**Exercise details:**
The first line of the entries below, the line containing "pub fn push_proceed(&self, number: u64, step: Step)", and every line between them should be repeated exactly, and nothing else.

************

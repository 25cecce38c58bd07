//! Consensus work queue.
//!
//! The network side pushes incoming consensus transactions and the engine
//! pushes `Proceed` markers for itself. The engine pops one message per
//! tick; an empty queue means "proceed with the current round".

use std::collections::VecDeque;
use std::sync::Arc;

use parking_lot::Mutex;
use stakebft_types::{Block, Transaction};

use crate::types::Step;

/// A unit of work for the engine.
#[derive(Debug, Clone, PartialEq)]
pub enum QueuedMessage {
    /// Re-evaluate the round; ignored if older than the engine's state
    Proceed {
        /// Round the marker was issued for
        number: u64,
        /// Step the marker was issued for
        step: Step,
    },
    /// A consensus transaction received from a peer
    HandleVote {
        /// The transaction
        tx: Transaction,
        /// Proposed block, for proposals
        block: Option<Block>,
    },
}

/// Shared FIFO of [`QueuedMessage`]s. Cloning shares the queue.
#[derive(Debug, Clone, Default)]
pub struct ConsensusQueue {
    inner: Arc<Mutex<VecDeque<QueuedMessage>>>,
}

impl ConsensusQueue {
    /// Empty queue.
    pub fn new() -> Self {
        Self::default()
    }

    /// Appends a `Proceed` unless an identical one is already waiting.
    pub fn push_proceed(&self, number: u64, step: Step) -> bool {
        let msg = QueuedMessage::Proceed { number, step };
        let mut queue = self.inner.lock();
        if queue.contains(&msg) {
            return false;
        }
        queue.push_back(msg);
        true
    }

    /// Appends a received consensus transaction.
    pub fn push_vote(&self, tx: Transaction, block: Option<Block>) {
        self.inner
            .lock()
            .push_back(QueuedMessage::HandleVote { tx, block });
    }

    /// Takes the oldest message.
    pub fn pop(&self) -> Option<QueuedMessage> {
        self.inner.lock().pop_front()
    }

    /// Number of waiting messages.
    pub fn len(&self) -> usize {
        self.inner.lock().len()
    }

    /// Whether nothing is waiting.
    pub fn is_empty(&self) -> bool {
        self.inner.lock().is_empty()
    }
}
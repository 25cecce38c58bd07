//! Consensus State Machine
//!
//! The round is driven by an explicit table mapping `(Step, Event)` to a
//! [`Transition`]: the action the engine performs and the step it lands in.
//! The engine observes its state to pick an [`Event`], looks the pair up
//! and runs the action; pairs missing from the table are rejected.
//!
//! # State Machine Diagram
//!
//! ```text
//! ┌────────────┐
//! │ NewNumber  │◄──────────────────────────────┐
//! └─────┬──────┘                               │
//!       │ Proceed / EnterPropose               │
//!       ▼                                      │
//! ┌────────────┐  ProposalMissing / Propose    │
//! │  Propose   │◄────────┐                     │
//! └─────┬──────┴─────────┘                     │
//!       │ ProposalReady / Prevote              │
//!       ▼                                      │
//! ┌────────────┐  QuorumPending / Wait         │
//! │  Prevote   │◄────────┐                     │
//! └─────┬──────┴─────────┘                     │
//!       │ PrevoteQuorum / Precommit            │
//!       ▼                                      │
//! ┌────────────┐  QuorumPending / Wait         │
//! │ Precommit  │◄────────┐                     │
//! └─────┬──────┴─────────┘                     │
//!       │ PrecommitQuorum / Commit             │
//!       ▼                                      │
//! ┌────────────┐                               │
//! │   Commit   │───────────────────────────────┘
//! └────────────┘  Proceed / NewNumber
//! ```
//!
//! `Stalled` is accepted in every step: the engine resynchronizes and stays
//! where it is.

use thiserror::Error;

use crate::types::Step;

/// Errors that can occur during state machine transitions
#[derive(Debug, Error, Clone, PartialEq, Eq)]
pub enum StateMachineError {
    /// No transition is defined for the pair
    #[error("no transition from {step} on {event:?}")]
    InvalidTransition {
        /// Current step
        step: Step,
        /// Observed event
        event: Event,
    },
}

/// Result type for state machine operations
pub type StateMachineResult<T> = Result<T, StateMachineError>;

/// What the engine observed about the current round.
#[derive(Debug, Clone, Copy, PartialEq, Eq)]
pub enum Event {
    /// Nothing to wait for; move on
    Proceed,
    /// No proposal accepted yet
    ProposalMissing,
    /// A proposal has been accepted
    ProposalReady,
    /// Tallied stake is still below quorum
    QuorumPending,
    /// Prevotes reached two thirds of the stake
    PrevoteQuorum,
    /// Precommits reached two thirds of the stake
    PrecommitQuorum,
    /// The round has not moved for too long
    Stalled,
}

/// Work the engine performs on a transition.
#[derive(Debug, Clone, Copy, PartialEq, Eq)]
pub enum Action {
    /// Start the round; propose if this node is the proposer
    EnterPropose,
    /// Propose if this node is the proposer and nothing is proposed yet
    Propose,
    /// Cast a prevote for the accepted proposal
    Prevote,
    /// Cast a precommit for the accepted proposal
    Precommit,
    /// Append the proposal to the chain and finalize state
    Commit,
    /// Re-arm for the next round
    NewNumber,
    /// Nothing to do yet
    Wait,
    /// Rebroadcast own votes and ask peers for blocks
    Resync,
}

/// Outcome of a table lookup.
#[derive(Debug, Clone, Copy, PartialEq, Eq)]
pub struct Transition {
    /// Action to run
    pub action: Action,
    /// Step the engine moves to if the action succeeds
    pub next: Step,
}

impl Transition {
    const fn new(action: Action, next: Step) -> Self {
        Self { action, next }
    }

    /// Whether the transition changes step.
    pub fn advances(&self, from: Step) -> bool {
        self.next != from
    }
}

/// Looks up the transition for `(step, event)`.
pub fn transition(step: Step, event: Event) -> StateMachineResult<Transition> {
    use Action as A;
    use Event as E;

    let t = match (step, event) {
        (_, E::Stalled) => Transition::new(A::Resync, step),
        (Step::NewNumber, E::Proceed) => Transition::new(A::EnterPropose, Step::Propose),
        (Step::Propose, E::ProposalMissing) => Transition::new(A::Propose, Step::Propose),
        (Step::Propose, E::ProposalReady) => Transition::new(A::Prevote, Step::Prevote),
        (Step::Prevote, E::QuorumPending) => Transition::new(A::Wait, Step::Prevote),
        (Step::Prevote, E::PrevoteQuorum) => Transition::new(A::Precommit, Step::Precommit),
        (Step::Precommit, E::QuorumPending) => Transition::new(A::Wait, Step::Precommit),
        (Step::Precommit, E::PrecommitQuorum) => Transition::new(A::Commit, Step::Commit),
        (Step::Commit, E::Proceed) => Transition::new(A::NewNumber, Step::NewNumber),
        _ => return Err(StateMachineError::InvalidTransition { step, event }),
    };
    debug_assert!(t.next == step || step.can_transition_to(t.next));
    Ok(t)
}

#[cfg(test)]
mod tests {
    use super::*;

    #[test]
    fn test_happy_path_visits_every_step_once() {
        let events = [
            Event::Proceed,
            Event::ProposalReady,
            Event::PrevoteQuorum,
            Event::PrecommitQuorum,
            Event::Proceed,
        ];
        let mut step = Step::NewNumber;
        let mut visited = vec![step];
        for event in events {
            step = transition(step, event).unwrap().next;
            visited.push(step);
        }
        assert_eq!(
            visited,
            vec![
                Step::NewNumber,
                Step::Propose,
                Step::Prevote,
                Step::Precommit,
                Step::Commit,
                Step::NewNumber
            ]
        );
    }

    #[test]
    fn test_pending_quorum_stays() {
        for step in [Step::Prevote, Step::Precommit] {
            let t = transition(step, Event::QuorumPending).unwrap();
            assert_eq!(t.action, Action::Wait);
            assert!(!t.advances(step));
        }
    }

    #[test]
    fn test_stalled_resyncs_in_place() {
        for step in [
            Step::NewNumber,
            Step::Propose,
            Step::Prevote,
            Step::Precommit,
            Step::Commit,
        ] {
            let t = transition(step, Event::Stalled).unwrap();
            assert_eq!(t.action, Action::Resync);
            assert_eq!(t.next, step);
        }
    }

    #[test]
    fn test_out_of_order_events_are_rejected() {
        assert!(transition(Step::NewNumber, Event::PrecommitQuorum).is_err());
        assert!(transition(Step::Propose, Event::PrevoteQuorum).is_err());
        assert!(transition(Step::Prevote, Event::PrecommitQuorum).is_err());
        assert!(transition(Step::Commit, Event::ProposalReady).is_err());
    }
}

************

**Problem solution:**
repository 25cecce38c58bd07
//! Consensus work queue.
//!
//! The network side pushes incoming consensus transactions and the engine
//! pushes `Proceed` markers for itself. The engine pops one message per
//! tick; an empty queue means "proceed with the current round".

use std::collections::VecDeque;
use std::sync::Arc;

use parking_lot::Mutex;
use stakebft_types::{Block, Transaction};

use crate::types::Step;

/// A unit of work for the engine.
#[derive(Debug, Clone, PartialEq)]
pub enum QueuedMessage {
    /// Re-evaluate the round; ignored if older than the engine's state
    Proceed {
        /// Round the marker was issued for
        number: u64,
        /// Step the marker was issued for
        step: Step,
    },
    /// A consensus transaction received from a peer
    HandleVote {
        /// The transaction
        tx: Transaction,
        /// Proposed block, for proposals
        block: Option<Block>,
    },
}

/// Shared FIFO of [`QueuedMessage`]s. Cloning shares the queue.
#[derive(Debug, Clone, Default)]
pub struct ConsensusQueue {
    inner: Arc<Mutex<VecDeque<QueuedMessage>>>,
}

impl ConsensusQueue {
    /// Empty queue.
    pub fn new() -> Self {
        Self::default()
    }

    /// Appends a `Proceed` unless an identical one is already waiting.
    pub fn push_proceed(&self, number: u64, step: Step) -> bool {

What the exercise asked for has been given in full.